[Ip-health] news WTO, Fund, Dakar conf.
Khalil Elouardighi
gerrold@wanadoo.fr
Sat, 13 Oct 2001 13:53:53 +0200
The following information originates from the French Foreign
Affairs/International Development Ministry
1) WTO :
- The Trade Ministerial is still planned for November 9-13 in Doha,
irrespective of military actions ongoing in the region.
- 3 declarations/decisions planned for this Trade Ministerial :
a) the official opening of a new round to take globalization even
further (pushed by rich countries)
b) the full implementation of the 1994 Agreements and unfulfilled
related commitments (pushed by all)
c) the interpretation of access to health possibilities under TRIPs
(pushed by poor countries)
!!! It turns out that if poor countries don't give up their current
opposition to the opening of a new negotiation round, then rich countries
will oppose a declaration on access to medicines ("the two declarations are
not separable"), and maybe even the declaration on unfulfilled prior
commitments (e.g. the technology transfer commitments with which the rich
countries sweetened the TRIPs deal to poor countries in 1994).
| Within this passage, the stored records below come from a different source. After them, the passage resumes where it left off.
use anyhow::{Result, Context, anyhow};
use indicatif::{ProgressBar, ProgressStyle};
use log::{info, warn};
use std::path::Path;
use std::sync::Arc;
use std::time::Instant;

use crate::app_config::Config;
use crate::correction::BatchCorrector;
use crate::extraction::{self, DispatchSummary, ExtractionDispatcher, ExtractionJob};
use crate::file_utils::FileManager;
use crate::providers::ImageToTextConverter;
use crate::providers::credentials::{FileTokenStore, TokenProvider};
use crate::providers::gemini::Gemini;
use crate::providers::google_drive::DriveOcr;
use crate::subtitle_processor::{AssemblySummary, SubtitleAssembler};

// @module: Application controller for the OCR-to-SRT workflow

/// Main application controller
pub struct Controller {
    // @field: App configuration
    config: Config,
}

impl Controller {
    // @method: Create a new controller with the given configuration
    pub fn with_config(config: Config) -> Result<Self> {
        config.validate().context("Configuration validation failed")?;
        Ok(Self { config })
    }

    pub fn config(&self) -> &Config {
        &self.config
    }

    /// Run both phases with the production backends
    pub async fn run(&self) -> Result<AssemblySummary> {
        let jobs = self.prepare_jobs()?;

        if jobs.iter().any(|job| !job.is_complete()) {
            let converter = self.build_converter().await?;
            self.extract(&jobs, converter).await;
        } else if !jobs.is_empty() {
            info!("All {} images already have text files, skipping OCR", jobs.len());
        }

        let corrector = self.build_corrector();
        self.build_subtitles(corrector.as_ref()).await
    }

    /// Run both phases with the given backends
    pub async fn run_with(
        &self,
        converter: Arc<dyn ImageToTextConverter>,
        corrector: Option<BatchCorrector>,
    ) -> Result<AssemblySummary> {
        let jobs = self.prepare_jobs()?;
        self.extract(&jobs, converter).await;
        self.build_subtitles(corrector.as_ref()).await
    }

    /// Only rebuild the SRT from the existing text files
    pub async fn run_assembly_only(&self, corrector: Option<BatchCorrector>) -> Result<AssemblySummary> {
        self.build_subtitles(corrector.as_ref()).await
    }

    /// Check the directories and list the extraction jobs
    fn prepare_jobs(&self) -> Result<Vec<ExtractionJob>> {
        let images_dir = Path::new(&self.config.images_dir);
        if !FileManager::dir_exists(images_dir) {
            FileManager::ensure_dir(images_dir)?;
            return Err(anyhow!(
                "Folder {:?} created. Put your images there and run again.",
                images_dir
            ));
        }
        FileManager::ensure_dir(&self.config.texts_dir)?;

        let jobs = extraction::discover_jobs(
            images_dir,
            &self.config.texts_dir,
            &self.config.extraction.image_extensions,
        )?;
        if jobs.is_empty() {
            info!("No images found to process in {:?}", images_dir);
        }
        Ok(jobs)
    }

    /// Phase 1: extract text from every image
    async fn extract(&self, jobs: &[ExtractionJob], converter: Arc<dyn ImageToTextConverter>) -> Option<DispatchSummary> {
        if jobs.is_empty() {
            return None;
        }

        info!("===== STEP 1: TEXT EXTRACTION (OCR) =====");
        info!("Processing {} images", jobs.len());

        let dispatcher = ExtractionDispatcher::new(converter, self.config.extraction.concurrent_requests);
        let progress_bar = Self::progress_bar(jobs.len() as u64);
        let callback_bar = progress_bar.clone();

        let start_time = Instant::now();
        let outcomes = dispatcher
            .dispatch(jobs, move |completed, _total| callback_bar.set_position(completed as u64))
            .await;
        progress_bar.finish_and_clear();

        let summary = DispatchSummary::from_outcomes(&outcomes, start_time.elapsed());
        if summary.failed > 0 {
            warn!("OCR finished with failures: {}", summary);
        } else {
            info!("OCR finished: {}", summary);
        }
        Some(summary)
    }

    /// Phase 2: build the SRT file
    async fn build_subtitles(&self, corrector: Option<&BatchCorrector>) -> Result<AssemblySummary> {
        info!("===== STEP 2: SRT CREATION =====");

        let summary = SubtitleAssembler::assemble(
            &self.config.texts_dir,
            &self.config.output_file,
            corrector,
        )
        .await
        .context("Failed to create the SRT file")?;

        info!(
            "SRT file created: {:?} ({} blocks, {} files skipped)",
            summary.output_path, summary.blocks_written, summary.skipped_files
        );
        Ok(summary)
    }

    /// Authenticate and connect the Drive OCR backend
    async fn build_converter(&self) -> Result<Arc<dyn ImageToTextConverter>> {
        let extraction = &self.config.extraction;
        let tokens: Arc<dyn TokenProvider> = Arc::new(FileTokenStore::new(
            &extraction.token_file,
            &extraction.credentials_file,
        ));

        let drive = DriveOcr::connect(tokens, &extraction.drive_folder, extraction.timeout_secs)
            .await
            .context("Drive authentication failed")?;
        info!("Authenticated with Google Drive");

        Ok(Arc::new(drive))
    }

    /// Build the Gemini batch corrector if correction is enabled and a key is available
    pub fn build_corrector(&self) -> Option<BatchCorrector> {
        let correction = &self.config.correction;
        if !correction.enabled {
            info!("Correction disabled, subtitles will be written as extracted");
            return None;
        }

        let Some(api_key) = correction.resolve_api_key() else {
            warn!("No Gemini API key configured; continuing without correction");
            return None;
        };

        let gemini = Gemini::new(api_key, &correction.endpoint, &correction.model, correction.timeout_secs)
            .with_prompt(&correction.prompt, &correction.language)
            .temperature(correction.temperature);
        info!("Gemini correction enabled ({})", correction.model);

        Some(BatchCorrector::with_options(Arc::new(gemini), correction.options()))
    }

    fn progress_bar(total: u64) -> ProgressBar {
        let progress_bar = ProgressBar::new(total);
        let style = ProgressStyle::default_bar()
            .template("{spinner:.green} [{elapsed_precise}] [{bar:40.cyan/blue}] {pos}/{len} images ({eta})")
            .unwrap_or_else(|_| ProgressStyle::default_bar())
            .progress_chars("#>-");
        progress_bar.set_style(style);
        progress_bar
    }
}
- About the proposal by poor countries for an interpretation of TRIPs, the
US, the EU and Japan are perfectly aligned on the position that there is no
urgent need for an especially strong interpretative declaration since
poorest countries are not subject to TRIPs before 2006.
- To the proposal by poor countries and civil society to build in WTO a
protection of health from IP, the position is that the health industry is
too powerful for such a "radical" proposal to ever have any chance of making
it (I'm sure people dying of treatable diseases will appreciate their sense
of realpolitik).
- The EU considers that there is no real need for a strongly interpretative
declaration in Doha because the right of poor countries to protect public
health is now "implicitly" clarified. It's interesting to note that the guy
who told us that is a lawyer and that he's in charge of WTO issues at the
international development ministry.
- The UE now denies the Sept 21 non-paper. 'Lamy's position on health/IP is
perfect, it's his subordinates who are too pro-industry', the French
government says (Lamy is a sort of protégé of the French Prime Minister).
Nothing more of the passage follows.